» **Work task**: Give the lines of the material verbatim, from the first line to the line with "use crate::core::biomass_model::BiomassGrid;", including both.

» **Recorded data**:
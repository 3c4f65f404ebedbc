//! Per-pasture zonal statistics.
//!
//! Each parcel is burned into the scene grid (pixel-center rule) and the
//! biomass grids are reduced over its valid pixels. Statistics are only
//! reported for pastures whose coverage and area pass the model's gate.

use crate::config::{AreaMode, BiomassModel};
use crate::core::biomass_model::BiomassGrid;
use crate::core::indices::SpectralIndex;
use crate::core::masked::{count_both, MaskedGrid};
use crate::core::quality_mask::QualityMask;
use crate::core::rasterize::rasterize;
use crate::core::statistics::{self, Summary};
use crate::io::parcels::{Parcel, ParcelSet};
use crate::io::scene_reader::{Scene, SceneSummary};
use crate::store::record::PastureStatRecord;
use crate::types::{BoolGrid, RangesatError, RangesatResult};

const SQ_M_PER_HA: f64 = 1e4;
/// grams per square meter times hectares to kilograms
const GPM_HA_TO_KG: f64 = 10.0;

/// Pixel accounting of one parcel against the quality mask
#[derive(Debug, Clone, Copy, PartialEq, Eq, Default)]
pub struct PixelCounts {
    pub total: usize,
    pub snow: usize,
    pub water: usize,
    pub aerosol: usize,
    pub valid: usize,
}

impl PixelCounts {
    pub fn count(inside: &BoolGrid, mask: &QualityMask, valid: &BoolGrid) -> RangesatResult<Self> {
        Ok(Self {
            total: inside.iter().filter(|&&v| v).count(),
            snow: count_both(inside, &mask.snow)?,
            water: count_both(inside, &mask.water)?,
            aerosol: count_both(inside, &mask.aerosol_exceeded)?,
            valid: count_both(inside, valid)?,
        })
    }

    /// `valid / total`, 0 for an empty parcel
    pub fn coverage(&self) -> f64 {
        if self.total == 0 {
            0.0
        } else {
            self.valid as f64 / self.total as f64
        }
    }
}

/// Biomass statistics of an accepted pasture
#[derive(Debug, Clone, PartialEq)]
pub struct BiomassStats {
    pub summary: Summary,
    /// Uses the quality-valid pixel count of the parcel
    pub ci90: f64,
    pub total_kg: f64,
    pub summer_vi_mean: Option<f64>,
    pub fall_vi_mean: Option<f64>,
    pub fraction_summer: Option<f64>,
}

/// Reduce one model's grids over `inside`. `None` when no valid biomass pixel remains.
pub fn biomass_stats(
    grid: &BiomassGrid,
    inside: &BoolGrid,
    counts: &PixelCounts,
    area_ha: f64,
) -> RangesatResult<Option<BiomassStats>> {
    let summary = match Summary::of(&grid.biomass.values_in(inside)?) {
        Some(summary) => summary,
        None => return Ok(None),
    };
    let fraction_summer = match (&grid.summer_mask, counts.total) {
        (Some(summer), total) if total > 0 => Some(count_both(inside, summer)? as f64 / total as f64),
        _ => None,
    };
    Ok(Some(BiomassStats {
        ci90: statistics::ci90(summary.sd, counts.valid.max(1)).unwrap_or(0.0),
        total_kg: summary.mean * area_ha * GPM_HA_TO_KG,
        summer_vi_mean: statistics::mean(&grid.summer_vi.values_in(inside)?),
        fall_vi_mean: statistics::mean(&grid.fall_vi.values_in(inside)?),
        fraction_summer,
        summary,
    }))
}

/// Area of a parcel in hectares under `area_mode`
pub fn parcel_area_ha(parcel: &Parcel, counts: &PixelCounts, cellsize: f64, area_mode: &AreaMode) -> f64 {
    let from_pixels = counts.total as f64 * cellsize * cellsize / SQ_M_PER_HA;
    match area_mode {
        AreaMode::PixelCount => from_pixels,
        AreaMode::Attribute(field) => match parcel.area_ha {
            Some(area) => area,
            None => {
                log::warn!(
                    "Parcel {} has no '{}' attribute, using the pixel count area",
                    parcel.key,
                    field
                );
                from_pixels
            }
        },
    }
}

/// Raw index statistics, masked by the composite quality mask
struct IndexGrids {
    ndvi: Option<MaskedGrid>,
    nbr: Option<MaskedGrid>,
    nbr2: Option<MaskedGrid>,
}

impl IndexGrids {
    fn load(scene: &Scene, invalid: &BoolGrid) -> RangesatResult<Self> {
        let load = |index: SpectralIndex| match scene.index(index) {
            Ok(grid) => grid.mask_where(invalid).map(Some),
            Err(err) => {
                log::debug!("No {} statistics for {}: {}", index, scene.product_id(), err);
                Ok(None)
            }
        };
        Ok(Self {
            ndvi: load(SpectralIndex::Ndvi)?,
            nbr: load(SpectralIndex::Nbr)?,
            nbr2: load(SpectralIndex::Nbr2)?,
        })
    }
}

fn index_summary(grid: &Option<MaskedGrid>, inside: &BoolGrid, counts: &PixelCounts) -> RangesatResult<Option<Summary>> {
    match grid {
        Some(g) if counts.valid > 0 => Ok(Summary::of(&g.values_in(inside)?)),
        _ => Ok(None),
    }
}

/// Zonal statistics of every (parcel, model) pair of a scene, in parcel order
/// then model order. Models without an evaluated grid produce no records.
pub fn analyze(
    scene: &Scene,
    mask: &QualityMask,
    grids: &[BiomassGrid],
    parcels: &ParcelSet,
    models: &[BiomassModel],
    area_mode: &AreaMode,
) -> RangesatResult<Vec<PastureStatRecord>> {
    if mask.dim() != scene.shape() {
        return Err(RangesatError::GeometryMismatch(format!(
            "quality mask {:?} does not match scene {:?}",
            mask.dim(),
            scene.shape()
        )));
    }

    let parcels = parcels.reprojected(scene.crs_wkt())?;
    let summary = scene.summary()?;
    let invalid = mask.composite_invalid();
    let valid = invalid.mapv(|bad| !bad);
    let indices = IndexGrids::load(scene, &invalid)?;

    let ordered: Vec<&BiomassGrid> = models
        .iter()
        .filter_map(|m| grids.iter().find(|g| g.model == m.name))
        .collect();

    let mut records = Vec::with_capacity(parcels.len() * ordered.len());
    for parcel in &parcels.parcels {
        let inside = rasterize(&parcel.polygons, scene.transform(), scene.shape())?;
        let counts = PixelCounts::count(&inside, mask, &valid)?;
        if counts.total == 0 {
            log::warn!("Parcel {} covers no pixels of {}", parcel.key, scene.product_id());
        }
        let coverage = counts.coverage();
        let area_ha = parcel_area_ha(parcel, &counts, scene.cellsize(), area_mode);

        let ndvi = index_summary(&indices.ndvi, &inside, &counts)?;
        let nbr = index_summary(&indices.nbr, &inside, &counts)?;
        let nbr2 = index_summary(&indices.nbr2, &inside, &counts)?;

        for grid in &ordered {
            let pars = &grid.parameters;
            let accepted = coverage > pars.required_coverage && area_ha > pars.minimum_area_ha;
            let stats = if accepted {
                biomass_stats(grid, &inside, &counts, area_ha)?
            } else {
                None
            };
            records.push(build_record(
                &summary, parcel, &grid.model, &counts, coverage, area_ha, stats.as_ref(), [ndvi, nbr, nbr2],
            ));
        }
    }

    // running count in record order, the current record included
    let mut accepted = 0;
    for record in &mut records {
        if record.is_accepted() {
            accepted += 1;
        }
        record.valid_pastures_cnt = accepted;
    }

    log::info!(
        "Zonal statistics for {}: {} records, {} accepted",
        scene.product_id(),
        records.len(),
        accepted
    );
    Ok(records)
}

#[allow(clippy::too_many_arguments)]
fn build_record(
    scene: &SceneSummary,
    parcel: &Parcel,
    model: &str,
    counts: &PixelCounts,
    coverage: f64,
    area_ha: f64,
    stats: Option<&BiomassStats>,
    raw: [Option<Summary>; 3],
) -> PastureStatRecord {
    let [ndvi, nbr, nbr2] = raw;
    let biomass = stats.map(|s| &s.summary);
    PastureStatRecord {
        product_id: scene.product_id.clone(),
        key: parcel.key.clone(),
        pasture: parcel.pasture.clone(),
        ranch: parcel.ranch.clone(),
        model: model.to_string(),
        total_px: counts.total as u64,
        snow_px: counts.snow as u64,
        water_px: counts.water as u64,
        aerosol_px: counts.aerosol as u64,
        valid_px: counts.valid as u64,
        coverage,
        area_ha,
        biomass_mean_gpm: biomass.map(|s| s.mean),
        biomass_sd_gpm: biomass.map(|s| s.sd),
        biomass_ci90_gpm: stats.map(|s| s.ci90),
        biomass_10pct_gpm: biomass.map(|s| s.p10),
        biomass_75pct_gpm: biomass.map(|s| s.p75),
        biomass_90pct_gpm: biomass.map(|s| s.p90),
        biomass_total_kg: stats.map(|s| s.total_kg),
        summer_vi_mean_gpm: stats.and_then(|s| s.summer_vi_mean),
        fall_vi_mean_gpm: stats.and_then(|s| s.fall_vi_mean),
        fraction_summer: stats.and_then(|s| s.fraction_summer),
        ndvi_mean: ndvi.map(|s| s.mean),
        ndvi_sd: ndvi.map(|s| s.sd),
        ndvi_10pct: ndvi.map(|s| s.p10),
        ndvi_75pct: ndvi.map(|s| s.p75),
        ndvi_90pct: ndvi.map(|s| s.p90),
        ndvi_ci90: ndvi.map(|s| s.ci90),
        nbr_mean: nbr.map(|s| s.mean),
        nbr_sd: nbr.map(|s| s.sd),
        nbr_10pct: nbr.map(|s| s.p10),
        nbr_75pct: nbr.map(|s| s.p75),
        nbr_90pct: nbr.map(|s| s.p90),
        nbr_ci90: nbr.map(|s| s.ci90),
        nbr2_mean: nbr2.map(|s| s.mean),
        nbr2_sd: nbr2.map(|s| s.sd),
        nbr2_10pct: nbr2.map(|s| s.p10),
        nbr2_75pct: nbr2.map(|s| s.p75),
        nbr2_90pct: nbr2.map(|s| s.p90),
        nbr2_ci90: nbr2.map(|s| s.ci90),
        satellite: scene.satellite,
        acquisition_date: scene.acquisition_date,
        wrs_path: scene.wrs.path,
        wrs_row: scene.wrs.row,
        bounds: scene.bounds.to_string(),
        wgs_bounds: scene.wgs_bounds.map(|b| b.to_string()),
        valid_pastures_cnt: 0,
    }
}
use std::path::Path;

use gdal::raster::{Buffer, GdalType, RasterCreationOption};
use gdal::{Dataset, DriverManager};
use ndarray::Array2;

use crate::types::{GeoTransform, RangesatError, RangesatResult, Raster};

/// One raster band with its georeferencing
#[derive(Debug, Clone)]
pub struct RasterLayer {
    pub data: Raster,
    pub transform: GeoTransform,
    pub crs_wkt: String,
    pub nodata: Option<f64>,
}

impl RasterLayer {
    pub fn shape(&self) -> (usize, usize) {
        self.data.dim()
    }
}

/// Storage type used when a band is written back to disk
#[derive(Debug, Clone, Copy, PartialEq, Eq)]
pub enum SampleType {
    UInt8,
    Int16,
    UInt16,
    Float32,
}

impl SampleType {
    /// Narrowest integer type that holds every value, else `Float32`
    pub fn infer(data: &Raster, nodata: Option<f64>) -> Self {
        let mut lo = f64::INFINITY;
        let mut hi = f64::NEG_INFINITY;
        for &v in data.iter().chain(nodata.iter()) {
            if !v.is_finite() || v.fract() != 0.0 {
                return SampleType::Float32;
            }
            lo = lo.min(v);
            hi = hi.max(v);
        }
        if lo >= 0.0 && hi <= u8::MAX as f64 {
            SampleType::UInt8
        } else if lo >= i16::MIN as f64 && hi <= i16::MAX as f64 {
            SampleType::Int16
        } else if lo >= 0.0 && hi <= u16::MAX as f64 {
            SampleType::UInt16
        } else {
            SampleType::Float32
        }
    }
}

/// Read band 1 of a raster file as `f64`
pub fn read_band<P: AsRef<Path>>(path: P) -> RangesatResult<RasterLayer> {
    let (_, (height, width), _) = read_header(path.as_ref())?;
    read_band_window(path, (0, 0), (height, width))
}

/// Read a `(rows, cols)` window of band 1 starting at `(row_off, col_off)`.
/// The returned transform is that of the window.
pub fn read_band_window<P: AsRef<Path>>(
    path: P,
    offset: (usize, usize),
    size: (usize, usize),
) -> RangesatResult<RasterLayer> {
    let path = path.as_ref();
    let dataset = Dataset::open(path)?;
    let (width, height) = dataset.raster_size();
    let (row_off, col_off) = offset;
    let (rows, cols) = size;
    if row_off + rows > height || col_off + cols > width {
        return Err(RangesatError::GeometryMismatch(format!(
            "{}: window {:?}+{:?} exceeds raster {}x{}",
            path.display(),
            offset,
            size,
            height,
            width
        )));
    }

    let transform = GeoTransform::from_gdal(dataset.geo_transform()?).window_transform(row_off, col_off);
    let crs_wkt = dataset.projection();

    let rasterband = dataset.rasterband(1)?;
    let nodata = rasterband.no_data_value();
    let buffer = rasterband.read_as::<f64>(
        (col_off as isize, row_off as isize),
        (cols, rows),
        (cols, rows),
        None,
    )?;
    let data = Array2::from_shape_vec((rows, cols), buffer.data).map_err(|e| {
        RangesatError::Decode(format!("{}: unexpected buffer shape: {}", path.display(), e))
    })?;

    log::debug!(
        "Read {} window {:?} ({}x{}, nodata {:?})",
        path.display(),
        offset,
        rows,
        cols,
        nodata
    );

    Ok(RasterLayer {
        data,
        transform,
        crs_wkt,
        nodata,
    })
}

/// Georeferencing header of band 1 without reading pixels
pub fn read_header<P: AsRef<Path>>(path: P) -> RangesatResult<(GeoTransform, (usize, usize), String)> {
    let dataset = Dataset::open(path.as_ref())?;
    let (width, height) = dataset.raster_size();
    Ok((
        GeoTransform::from_gdal(dataset.geo_transform()?),
        (height, width),
        dataset.projection(),
    ))
}

fn lzw_options() -> [RasterCreationOption<'static>; 1] {
    [RasterCreationOption {
        key: "COMPRESS",
        value: "LZW",
    }]
}

fn create_dataset<T: GdalType>(
    path: &Path,
    shape: (usize, usize),
    bands: isize,
    transform: &GeoTransform,
    crs_wkt: &str,
) -> RangesatResult<Dataset> {
    let (height, width) = shape;
    let driver = DriverManager::get_driver_by_name("GTiff")?;
    let mut dataset = driver.create_with_band_type_with_options::<T, _>(
        path,
        width as isize,
        height as isize,
        bands,
        &lzw_options(),
    )?;
    dataset.set_geo_transform(&transform.to_gdal())?;
    if !crs_wkt.is_empty() {
        dataset.set_projection(crs_wkt)?;
    }
    Ok(dataset)
}

fn write_typed<T: GdalType + Copy>(
    path: &Path,
    data: &Raster,
    transform: &GeoTransform,
    crs_wkt: &str,
    nodata: Option<f64>,
    convert: impl Fn(f64) -> T,
) -> RangesatResult<()> {
    let (height, width) = data.dim();
    let dataset = create_dataset::<T>(path, (height, width), 1, transform, crs_wkt)?;
    let mut rasterband = dataset.rasterband(1)?;
    let flat: Vec<T> = data.iter().map(|&v| convert(v)).collect();
    rasterband.write((0, 0), (width, height), &Buffer::new((width, height), flat))?;
    rasterband.set_no_data_value(nodata)?;
    Ok(())
}

/// Single band float32 GeoTIFF, LZW compressed
pub fn write_float32<P: AsRef<Path>>(
    path: P,
    data: &Raster,
    transform: &GeoTransform,
    crs_wkt: &str,
    nodata: f64,
) -> RangesatResult<()> {
    write_typed(path.as_ref(), data, transform, crs_wkt, Some(nodata), |v| v as f32)?;
    log::debug!("Wrote {}", path.as_ref().display());
    Ok(())
}

/// Single band GeoTIFF in the given storage type, LZW compressed
pub fn write_band<P: AsRef<Path>>(path: P, layer: &RasterLayer, sample_type: SampleType) -> RangesatResult<()> {
    let path = path.as_ref();
    let (data, gt, crs, nd) = (&layer.data, &layer.transform, layer.crs_wkt.as_str(), layer.nodata);
    match sample_type {
        SampleType::UInt8 => write_typed(path, data, gt, crs, nd, |v| v as u8),
        SampleType::Int16 => write_typed(path, data, gt, crs, nd, |v| v as i16),
        SampleType::UInt16 => write_typed(path, data, gt, crs, nd, |v| v as u16),
        SampleType::Float32 => write_typed(path, data, gt, crs, nd, |v| v as f32),
    }
}

/// Three band 8-bit GeoTIFF, LZW compressed
pub fn write_rgb<P: AsRef<Path>>(
    path: P,
    rgb: [&Array2<u8>; 3],
    transform: &GeoTransform,
    crs_wkt: &str,
) -> RangesatResult<()> {
    let (height, width) = rgb[0].dim();
    if rgb.iter().any(|band| band.dim() != (height, width)) {
        return Err(RangesatError::GeometryMismatch(
            "RGB channels differ in shape".to_string(),
        ));
    }
    let dataset = create_dataset::<u8>(path.as_ref(), (height, width), 3, transform, crs_wkt)?;
    for (i, channel) in rgb.iter().enumerate() {
        let mut rasterband = dataset.rasterband(i as isize + 1)?;
        let flat: Vec<u8> = channel.iter().copied().collect();
        rasterband.write((0, 0), (width, height), &Buffer::new((width, height), flat))?;
    }
    Ok(())
}

#[cfg(test)]
mod tests {
    use super::*;
    use ndarray::array;

    #[test]
    fn test_sample_type_inference() {
        assert_eq!(SampleType::infer(&array![[0.0, 255.0]], None), SampleType::UInt8);
        assert_eq!(SampleType::infer(&array![[-2000.0, 16000.0]], Some(-9999.0)), SampleType::Int16);
        assert_eq!(SampleType::infer(&array![[322.0, 65535.0]], None), SampleType::UInt16);
        assert_eq!(SampleType::infer(&array![[0.5, 1.0]], None), SampleType::Float32);
        assert_eq!(SampleType::infer(&array![[1.0, 2.0]], Some(-9999.0)), SampleType::Int16);
    }

    #[test]
    fn test_float32_round_trip() {
        let dir = tempfile::tempdir().unwrap();
        let path = dir.path().join("grid.tif");
        let gt = GeoTransform::north_up(500_000.0, 4_000_000.0, 30.0);
        let data = array![[1.5, -9999.0], [3.25, 4.0]];

        write_float32(&path, &data, &gt, "", -9999.0).unwrap();
        let layer = read_band(&path).unwrap();
        assert_eq!(layer.data, data);
        assert_eq!(layer.nodata, Some(-9999.0));
        assert_eq!(layer.transform, gt);
    }
}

» **Your response**:
repository 3c4f65f404ebedbc
//! Per-pasture zonal statistics.
//!
//! Each parcel is burned into the scene grid (pixel-center rule) and the
//! biomass grids are reduced over its valid pixels. Statistics are only
//! reported for pastures whose coverage and area pass the model's gate.

use crate::config::{AreaMode, BiomassModel};
use crate::core::biomass_model::BiomassGrid;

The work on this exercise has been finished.